Collected data entries
== == ==

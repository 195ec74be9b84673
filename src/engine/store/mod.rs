// omem Engine — Fact Store
// Durable storage for facts, entities, relations, episodes, and the rolling
// summary in a single SQLite file via rusqlite.
//
// Module layout:
//   schema    — idempotent migrations + summary-row bootstrap
//   vector    — f32 blob codecs + query-normalized similarity scoring
//   facts     — fact CRUD, access bumps, obsolescence, pruning
//   search    — semantic scan + FTS5/BM25 with simple lexical fallback
//   entities  — entity/relation rows for the graph layer
//   episodes  — episode rows
//   summary   — rolling-summary singleton row

use crate::atoms::config::EngineConfig;
use crate::atoms::error::MemoryResult;
use chrono::{DateTime, Utc};
use log::info;
use parking_lot::Mutex;
use rusqlite::Connection;

mod entities;
mod episodes;
mod facts;
mod schema;
mod search;
mod summary;
pub(crate) mod vector;

pub use search::SEMANTIC_CANDIDATE_WINDOW;

/// Timestamp format used across all tables.
pub(crate) const TS_FORMAT: &str = "%Y-%m-%dT%H:%M:%SZ";

/// Current UTC instant in the store's timestamp format.
pub(crate) fn now_ts() -> String {
    Utc::now().format(TS_FORMAT).to_string()
}

/// Format an instant in the store's timestamp format.
pub(crate) fn format_ts(dt: DateTime<Utc>) -> String {
    dt.format(TS_FORMAT).to_string()
}

/// Lenient timestamp parse: store format first, RFC3339 fallback.
pub(crate) fn parse_ts(s: &str) -> Option<DateTime<Utc>> {
    chrono::NaiveDateTime::parse_from_str(s, TS_FORMAT)
        .map(|ndt| ndt.and_utc())
        .ok()
        .or_else(|| {
            DateTime::parse_from_rfc3339(s)
                .map(|dt| dt.with_timezone(&Utc))
                .ok()
        })
}

/// Thread-safe database wrapper shared by the fact store and entity graph.
pub struct FactStore {
    /// The SQLite connection, protected by a Mutex. The embedded database
    /// handles its own internal serialization; this lock is the
    /// single-writer discipline for prepared operations.
    pub(crate) conn: Mutex<Connection>,
    pub(crate) fts_enabled: bool,
    max_facts: usize,
    prune_threshold: usize,
    prune_keep_recent: usize,
}

impl FactStore {
    /// Open (or create) the database at the configured path and run
    /// migrations.
    pub fn open(cfg: &EngineConfig) -> MemoryResult<Self> {
        info!("[store] Opening fact store at {}", cfg.db_path);
        let conn = Connection::open(&cfg.db_path)?;
        Self::from_connection(conn, cfg)
    }

    /// Create an in-memory store. Used by tests and short-lived sessions.
    pub fn open_in_memory(cfg: &EngineConfig) -> MemoryResult<Self> {
        let conn = Connection::open_in_memory()?;
        Self::from_connection(conn, cfg)
    }

    fn from_connection(conn: Connection, cfg: &EngineConfig) -> MemoryResult<Self> {
        conn.execute_batch("PRAGMA journal_mode=WAL;").ok();
        conn.execute_batch("PRAGMA foreign_keys=ON;").ok();

        schema::run_migrations(&conn, cfg.enable_fts)?;

        // FTS5 may be missing from the linked SQLite; fall back to the
        // simple lexical scorer when the virtual table did not materialize.
        let fts_enabled = cfg.enable_fts && schema::fts_table_exists(&conn);

        Ok(FactStore {
            conn: Mutex::new(conn),
            fts_enabled,
            max_facts: cfg.max_facts,
            prune_threshold: cfg.prune_threshold,
            prune_keep_recent: cfg.prune_keep_recent,
        })
    }

    pub(crate) fn limits(&self) -> (usize, usize, usize) {
        (self.max_facts, self.prune_threshold, self.prune_keep_recent)
    }

    /// Flush SQLite's internal state. Prepared statements and the WAL are
    /// released when the store is dropped.
    pub fn close(&self) {
        let conn = self.conn.lock();
        conn.execute_batch("PRAGMA optimize;").ok();
        info!("[store] Fact store closed");
    }
}

#[cfg(test)]
pub(crate) mod testing {
    use super::*;

    /// In-memory store with default config. Shared by unit tests.
    pub(crate) fn store() -> FactStore {
        let mut cfg = EngineConfig::default();
        cfg.validate().unwrap();
        FactStore::open_in_memory(&cfg).unwrap()
    }

    /// In-memory store with the FTS index disabled (simple lexical scorer).
    pub(crate) fn store_no_fts() -> FactStore {
        let mut cfg = EngineConfig {
            enable_fts: false,
            ..EngineConfig::default()
        };
        cfg.validate().unwrap();
        FactStore::open_in_memory(&cfg).unwrap()
    }
}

== == ==

Both end lines included, restate word for word the lines above from the line with "Opening fact store" to the line with "and short-lived sessions.", and nothing else.

        info!("[store] Opening fact store at {}", cfg.db_path);
        let conn = Connection::open(&cfg.db_path)?;
        Self::from_connection(conn, cfg)
    }

    /// Create an in-memory store. Used by tests and short-lived sessions.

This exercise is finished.